--- Material for this exercise Enclosed Below ---

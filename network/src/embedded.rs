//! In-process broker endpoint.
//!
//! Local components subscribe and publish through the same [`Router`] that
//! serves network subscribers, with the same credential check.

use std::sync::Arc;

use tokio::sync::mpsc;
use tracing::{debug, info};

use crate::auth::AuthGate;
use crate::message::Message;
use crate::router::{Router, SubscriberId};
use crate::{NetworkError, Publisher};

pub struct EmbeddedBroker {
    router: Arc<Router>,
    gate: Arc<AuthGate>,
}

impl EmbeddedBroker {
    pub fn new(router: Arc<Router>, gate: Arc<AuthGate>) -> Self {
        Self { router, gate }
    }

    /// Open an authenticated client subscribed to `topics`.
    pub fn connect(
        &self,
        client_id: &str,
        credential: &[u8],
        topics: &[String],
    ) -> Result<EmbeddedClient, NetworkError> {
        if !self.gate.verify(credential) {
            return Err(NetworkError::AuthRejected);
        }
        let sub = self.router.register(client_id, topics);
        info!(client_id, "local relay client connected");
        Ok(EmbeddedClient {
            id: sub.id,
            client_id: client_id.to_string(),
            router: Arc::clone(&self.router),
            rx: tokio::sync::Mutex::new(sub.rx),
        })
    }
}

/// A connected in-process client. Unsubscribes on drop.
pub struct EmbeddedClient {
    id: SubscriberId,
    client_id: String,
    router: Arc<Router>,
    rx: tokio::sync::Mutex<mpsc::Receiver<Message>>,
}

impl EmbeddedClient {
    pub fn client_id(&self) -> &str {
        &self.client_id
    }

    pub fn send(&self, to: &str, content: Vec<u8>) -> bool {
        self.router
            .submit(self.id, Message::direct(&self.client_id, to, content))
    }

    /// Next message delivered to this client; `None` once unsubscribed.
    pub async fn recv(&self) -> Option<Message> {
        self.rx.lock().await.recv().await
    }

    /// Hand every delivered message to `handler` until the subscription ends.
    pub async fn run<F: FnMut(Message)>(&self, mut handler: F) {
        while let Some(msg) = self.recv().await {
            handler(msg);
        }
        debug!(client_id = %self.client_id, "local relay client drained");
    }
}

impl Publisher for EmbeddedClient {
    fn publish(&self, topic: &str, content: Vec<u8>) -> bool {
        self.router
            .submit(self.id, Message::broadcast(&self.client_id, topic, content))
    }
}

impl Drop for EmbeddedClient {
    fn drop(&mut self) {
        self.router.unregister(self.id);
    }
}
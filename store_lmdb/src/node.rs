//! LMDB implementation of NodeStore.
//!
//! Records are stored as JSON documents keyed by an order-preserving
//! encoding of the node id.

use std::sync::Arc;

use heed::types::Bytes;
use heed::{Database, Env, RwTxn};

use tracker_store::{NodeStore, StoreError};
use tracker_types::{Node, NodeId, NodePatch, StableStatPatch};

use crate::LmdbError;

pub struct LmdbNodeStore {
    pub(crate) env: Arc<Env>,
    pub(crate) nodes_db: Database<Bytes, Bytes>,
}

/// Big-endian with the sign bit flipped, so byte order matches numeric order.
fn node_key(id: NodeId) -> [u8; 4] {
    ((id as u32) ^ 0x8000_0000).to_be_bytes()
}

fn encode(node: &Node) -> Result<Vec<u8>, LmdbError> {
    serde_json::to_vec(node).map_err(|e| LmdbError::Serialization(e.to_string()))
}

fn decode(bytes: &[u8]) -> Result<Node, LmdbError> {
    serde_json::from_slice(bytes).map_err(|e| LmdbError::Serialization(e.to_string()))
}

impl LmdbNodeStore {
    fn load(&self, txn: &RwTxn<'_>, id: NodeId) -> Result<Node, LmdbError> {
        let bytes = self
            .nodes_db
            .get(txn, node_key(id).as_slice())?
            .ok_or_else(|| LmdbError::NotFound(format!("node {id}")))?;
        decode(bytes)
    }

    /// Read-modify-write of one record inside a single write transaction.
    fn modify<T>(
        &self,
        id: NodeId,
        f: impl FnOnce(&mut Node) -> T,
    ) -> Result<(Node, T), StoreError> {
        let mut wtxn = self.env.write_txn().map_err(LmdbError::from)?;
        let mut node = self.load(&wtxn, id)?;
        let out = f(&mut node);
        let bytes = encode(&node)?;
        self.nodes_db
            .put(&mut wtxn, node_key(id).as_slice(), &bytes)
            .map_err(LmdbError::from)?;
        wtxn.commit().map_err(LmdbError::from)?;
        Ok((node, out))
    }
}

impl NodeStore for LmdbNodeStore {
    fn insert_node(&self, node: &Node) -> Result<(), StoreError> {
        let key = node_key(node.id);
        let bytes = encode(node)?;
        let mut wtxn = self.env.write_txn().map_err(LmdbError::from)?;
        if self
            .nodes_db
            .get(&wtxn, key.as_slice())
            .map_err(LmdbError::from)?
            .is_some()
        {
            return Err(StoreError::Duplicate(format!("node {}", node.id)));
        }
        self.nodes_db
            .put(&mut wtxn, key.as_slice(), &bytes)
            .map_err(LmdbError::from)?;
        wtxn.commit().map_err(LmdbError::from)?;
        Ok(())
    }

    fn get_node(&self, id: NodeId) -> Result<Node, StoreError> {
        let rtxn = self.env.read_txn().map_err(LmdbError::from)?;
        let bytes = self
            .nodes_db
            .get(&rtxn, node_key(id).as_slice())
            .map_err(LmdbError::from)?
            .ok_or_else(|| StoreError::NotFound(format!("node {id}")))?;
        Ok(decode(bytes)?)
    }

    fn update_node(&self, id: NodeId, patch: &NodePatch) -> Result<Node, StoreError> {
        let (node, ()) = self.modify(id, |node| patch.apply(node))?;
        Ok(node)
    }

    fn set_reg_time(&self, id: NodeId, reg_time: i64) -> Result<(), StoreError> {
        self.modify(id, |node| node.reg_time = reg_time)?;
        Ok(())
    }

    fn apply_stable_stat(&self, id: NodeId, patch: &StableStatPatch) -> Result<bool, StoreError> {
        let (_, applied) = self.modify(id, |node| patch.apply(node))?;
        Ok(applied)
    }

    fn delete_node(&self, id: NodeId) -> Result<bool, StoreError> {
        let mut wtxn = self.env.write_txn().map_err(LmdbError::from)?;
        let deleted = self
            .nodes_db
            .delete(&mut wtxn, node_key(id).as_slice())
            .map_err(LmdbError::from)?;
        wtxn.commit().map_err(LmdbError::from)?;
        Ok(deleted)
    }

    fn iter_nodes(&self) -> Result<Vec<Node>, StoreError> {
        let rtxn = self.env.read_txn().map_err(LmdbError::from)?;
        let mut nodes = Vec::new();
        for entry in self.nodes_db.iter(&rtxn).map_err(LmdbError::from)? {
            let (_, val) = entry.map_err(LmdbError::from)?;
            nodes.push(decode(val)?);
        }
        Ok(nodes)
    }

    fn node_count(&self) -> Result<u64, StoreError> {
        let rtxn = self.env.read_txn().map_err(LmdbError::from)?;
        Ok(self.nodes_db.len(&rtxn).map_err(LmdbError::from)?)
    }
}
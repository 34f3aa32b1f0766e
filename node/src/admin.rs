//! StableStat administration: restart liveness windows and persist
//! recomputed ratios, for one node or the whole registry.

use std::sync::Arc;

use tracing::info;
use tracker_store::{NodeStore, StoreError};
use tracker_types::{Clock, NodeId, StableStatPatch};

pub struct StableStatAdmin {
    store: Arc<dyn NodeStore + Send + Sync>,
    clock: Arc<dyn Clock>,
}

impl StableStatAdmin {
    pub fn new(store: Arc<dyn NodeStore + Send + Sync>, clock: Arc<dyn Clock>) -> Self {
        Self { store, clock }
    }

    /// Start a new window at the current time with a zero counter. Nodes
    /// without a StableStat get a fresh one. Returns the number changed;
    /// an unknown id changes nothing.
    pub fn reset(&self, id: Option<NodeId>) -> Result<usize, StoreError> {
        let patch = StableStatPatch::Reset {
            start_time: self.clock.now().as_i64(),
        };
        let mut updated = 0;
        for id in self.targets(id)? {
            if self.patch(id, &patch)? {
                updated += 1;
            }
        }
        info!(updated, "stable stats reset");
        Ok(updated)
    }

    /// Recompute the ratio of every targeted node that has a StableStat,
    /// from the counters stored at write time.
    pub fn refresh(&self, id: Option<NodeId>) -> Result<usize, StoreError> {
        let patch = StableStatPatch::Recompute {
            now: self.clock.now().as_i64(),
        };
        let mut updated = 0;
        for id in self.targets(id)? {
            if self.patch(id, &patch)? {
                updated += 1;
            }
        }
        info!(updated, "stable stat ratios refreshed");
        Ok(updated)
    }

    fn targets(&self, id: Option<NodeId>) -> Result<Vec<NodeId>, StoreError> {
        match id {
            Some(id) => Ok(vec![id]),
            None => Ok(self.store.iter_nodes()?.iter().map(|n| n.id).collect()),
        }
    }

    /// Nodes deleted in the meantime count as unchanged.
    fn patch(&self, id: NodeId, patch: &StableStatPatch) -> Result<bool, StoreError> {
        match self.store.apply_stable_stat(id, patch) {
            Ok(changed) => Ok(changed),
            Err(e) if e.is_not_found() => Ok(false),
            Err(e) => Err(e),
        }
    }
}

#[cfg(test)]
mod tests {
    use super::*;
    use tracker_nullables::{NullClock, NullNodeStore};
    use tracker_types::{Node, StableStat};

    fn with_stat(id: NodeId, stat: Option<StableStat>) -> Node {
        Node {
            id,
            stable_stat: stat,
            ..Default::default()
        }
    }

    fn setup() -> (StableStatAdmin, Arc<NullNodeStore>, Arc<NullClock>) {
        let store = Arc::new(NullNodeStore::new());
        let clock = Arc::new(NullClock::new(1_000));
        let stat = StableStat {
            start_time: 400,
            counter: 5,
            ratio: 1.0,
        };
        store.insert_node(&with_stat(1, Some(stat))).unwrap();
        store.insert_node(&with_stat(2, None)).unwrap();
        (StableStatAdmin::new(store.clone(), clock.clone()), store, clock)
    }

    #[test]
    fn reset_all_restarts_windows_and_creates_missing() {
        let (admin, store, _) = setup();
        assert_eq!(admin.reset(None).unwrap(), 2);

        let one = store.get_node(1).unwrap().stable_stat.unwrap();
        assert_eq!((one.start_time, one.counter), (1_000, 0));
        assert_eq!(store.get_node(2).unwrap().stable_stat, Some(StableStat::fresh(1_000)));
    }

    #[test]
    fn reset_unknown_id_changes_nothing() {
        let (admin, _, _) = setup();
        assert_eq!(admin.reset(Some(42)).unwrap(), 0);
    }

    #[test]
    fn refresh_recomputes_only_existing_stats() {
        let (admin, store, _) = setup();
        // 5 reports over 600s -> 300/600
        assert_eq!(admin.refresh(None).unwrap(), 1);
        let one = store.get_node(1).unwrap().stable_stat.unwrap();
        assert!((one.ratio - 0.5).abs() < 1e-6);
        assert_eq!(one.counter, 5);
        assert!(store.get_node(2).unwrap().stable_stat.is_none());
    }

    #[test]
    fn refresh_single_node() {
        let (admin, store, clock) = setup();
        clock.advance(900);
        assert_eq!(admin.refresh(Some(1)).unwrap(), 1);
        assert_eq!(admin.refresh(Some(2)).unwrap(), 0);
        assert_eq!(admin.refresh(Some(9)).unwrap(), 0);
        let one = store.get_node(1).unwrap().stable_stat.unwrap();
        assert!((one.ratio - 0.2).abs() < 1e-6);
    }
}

--- End of Enclosed Material for this exercise ---
--- Material for this exercise Enclosed Below ---

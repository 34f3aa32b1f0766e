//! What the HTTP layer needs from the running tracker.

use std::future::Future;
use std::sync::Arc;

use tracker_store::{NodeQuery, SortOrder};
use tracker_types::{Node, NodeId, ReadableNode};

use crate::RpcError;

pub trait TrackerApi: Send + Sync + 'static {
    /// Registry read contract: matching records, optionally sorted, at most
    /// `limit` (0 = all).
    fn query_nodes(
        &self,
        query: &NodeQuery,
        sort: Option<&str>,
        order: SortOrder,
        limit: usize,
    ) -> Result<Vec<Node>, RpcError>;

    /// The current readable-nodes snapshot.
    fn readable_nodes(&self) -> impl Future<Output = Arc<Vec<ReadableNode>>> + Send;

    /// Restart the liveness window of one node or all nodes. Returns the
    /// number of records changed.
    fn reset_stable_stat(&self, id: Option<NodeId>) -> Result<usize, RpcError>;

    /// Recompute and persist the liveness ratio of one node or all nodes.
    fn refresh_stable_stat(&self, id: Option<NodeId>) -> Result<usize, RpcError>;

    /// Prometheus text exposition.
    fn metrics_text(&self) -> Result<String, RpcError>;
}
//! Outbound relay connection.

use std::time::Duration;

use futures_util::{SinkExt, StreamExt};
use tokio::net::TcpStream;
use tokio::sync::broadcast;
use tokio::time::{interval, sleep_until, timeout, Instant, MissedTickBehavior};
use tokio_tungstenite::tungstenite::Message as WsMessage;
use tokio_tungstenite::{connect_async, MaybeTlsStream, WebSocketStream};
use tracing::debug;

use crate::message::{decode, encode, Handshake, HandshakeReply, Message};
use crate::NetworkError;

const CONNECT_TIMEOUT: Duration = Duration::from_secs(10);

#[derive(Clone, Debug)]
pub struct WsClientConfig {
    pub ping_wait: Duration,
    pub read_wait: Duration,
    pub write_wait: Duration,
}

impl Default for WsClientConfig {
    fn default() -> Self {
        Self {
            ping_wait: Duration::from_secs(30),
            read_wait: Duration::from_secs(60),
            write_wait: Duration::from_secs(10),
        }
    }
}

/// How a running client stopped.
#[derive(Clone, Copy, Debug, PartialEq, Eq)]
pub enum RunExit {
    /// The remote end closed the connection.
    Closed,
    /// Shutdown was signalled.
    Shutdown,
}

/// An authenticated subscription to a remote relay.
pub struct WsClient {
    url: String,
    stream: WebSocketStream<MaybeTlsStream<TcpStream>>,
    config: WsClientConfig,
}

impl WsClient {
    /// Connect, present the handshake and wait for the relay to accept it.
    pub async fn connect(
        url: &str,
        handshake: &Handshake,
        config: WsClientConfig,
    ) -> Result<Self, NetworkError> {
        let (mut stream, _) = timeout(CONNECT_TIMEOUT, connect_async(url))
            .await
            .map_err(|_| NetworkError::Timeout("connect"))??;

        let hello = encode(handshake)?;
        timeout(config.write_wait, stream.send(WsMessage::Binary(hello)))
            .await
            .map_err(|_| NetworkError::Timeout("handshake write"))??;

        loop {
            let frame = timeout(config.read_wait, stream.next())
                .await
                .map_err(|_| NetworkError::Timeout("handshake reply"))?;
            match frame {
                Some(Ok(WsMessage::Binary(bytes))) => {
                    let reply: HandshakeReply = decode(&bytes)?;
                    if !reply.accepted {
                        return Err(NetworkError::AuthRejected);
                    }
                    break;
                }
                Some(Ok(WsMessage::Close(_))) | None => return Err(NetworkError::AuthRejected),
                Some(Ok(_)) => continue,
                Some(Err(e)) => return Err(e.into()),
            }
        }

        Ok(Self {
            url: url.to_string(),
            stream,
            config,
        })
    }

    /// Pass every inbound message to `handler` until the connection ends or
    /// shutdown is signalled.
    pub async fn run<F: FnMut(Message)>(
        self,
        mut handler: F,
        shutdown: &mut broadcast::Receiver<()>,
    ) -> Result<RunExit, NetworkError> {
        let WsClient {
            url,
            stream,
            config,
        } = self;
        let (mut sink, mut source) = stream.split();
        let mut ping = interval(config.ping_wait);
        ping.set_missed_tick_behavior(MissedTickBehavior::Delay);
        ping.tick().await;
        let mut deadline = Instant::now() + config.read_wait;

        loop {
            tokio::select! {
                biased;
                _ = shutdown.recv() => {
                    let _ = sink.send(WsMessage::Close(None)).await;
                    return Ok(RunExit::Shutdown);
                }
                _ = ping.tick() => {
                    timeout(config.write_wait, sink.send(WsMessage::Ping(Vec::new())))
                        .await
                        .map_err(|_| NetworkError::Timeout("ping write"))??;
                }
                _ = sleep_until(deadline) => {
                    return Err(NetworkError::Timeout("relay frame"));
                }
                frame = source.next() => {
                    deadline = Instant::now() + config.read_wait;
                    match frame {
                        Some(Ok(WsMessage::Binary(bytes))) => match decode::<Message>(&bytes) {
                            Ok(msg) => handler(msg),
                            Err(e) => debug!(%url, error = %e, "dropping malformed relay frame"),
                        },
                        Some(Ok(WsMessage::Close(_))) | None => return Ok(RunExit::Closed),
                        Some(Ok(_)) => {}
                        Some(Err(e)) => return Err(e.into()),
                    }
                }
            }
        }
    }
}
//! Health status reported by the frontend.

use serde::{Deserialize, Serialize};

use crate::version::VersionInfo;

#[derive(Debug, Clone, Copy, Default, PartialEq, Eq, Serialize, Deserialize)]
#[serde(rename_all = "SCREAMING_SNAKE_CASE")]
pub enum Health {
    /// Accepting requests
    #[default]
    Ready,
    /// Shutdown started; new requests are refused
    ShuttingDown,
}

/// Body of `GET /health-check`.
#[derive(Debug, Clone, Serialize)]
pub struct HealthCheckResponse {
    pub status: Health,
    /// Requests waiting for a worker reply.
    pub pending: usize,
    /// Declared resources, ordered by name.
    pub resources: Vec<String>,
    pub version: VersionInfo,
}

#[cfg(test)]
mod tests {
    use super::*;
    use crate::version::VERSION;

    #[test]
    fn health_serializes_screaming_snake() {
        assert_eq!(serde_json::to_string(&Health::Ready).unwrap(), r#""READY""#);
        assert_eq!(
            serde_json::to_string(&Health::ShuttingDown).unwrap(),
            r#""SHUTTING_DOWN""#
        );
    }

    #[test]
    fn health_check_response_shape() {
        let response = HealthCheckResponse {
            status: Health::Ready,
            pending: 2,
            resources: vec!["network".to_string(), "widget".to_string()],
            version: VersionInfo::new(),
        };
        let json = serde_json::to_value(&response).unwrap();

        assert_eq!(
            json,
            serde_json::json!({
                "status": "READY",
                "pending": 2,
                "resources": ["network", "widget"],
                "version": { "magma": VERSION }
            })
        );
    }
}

--- End of Enclosed Material for this exercise ---

Task to carry out → Look above for the line holding "current readable-nodes snapshot." and the line holding "of records changed.". Retype both, and every line between them, word for word and nothing else.

Answer for this exercise →
    /// The current readable-nodes snapshot.
    fn readable_nodes(&self) -> impl Future<Output = Arc<Vec<ReadableNode>>> + Send;

    /// Restart the liveness window of one node or all nodes. Returns the
    /// number of records changed.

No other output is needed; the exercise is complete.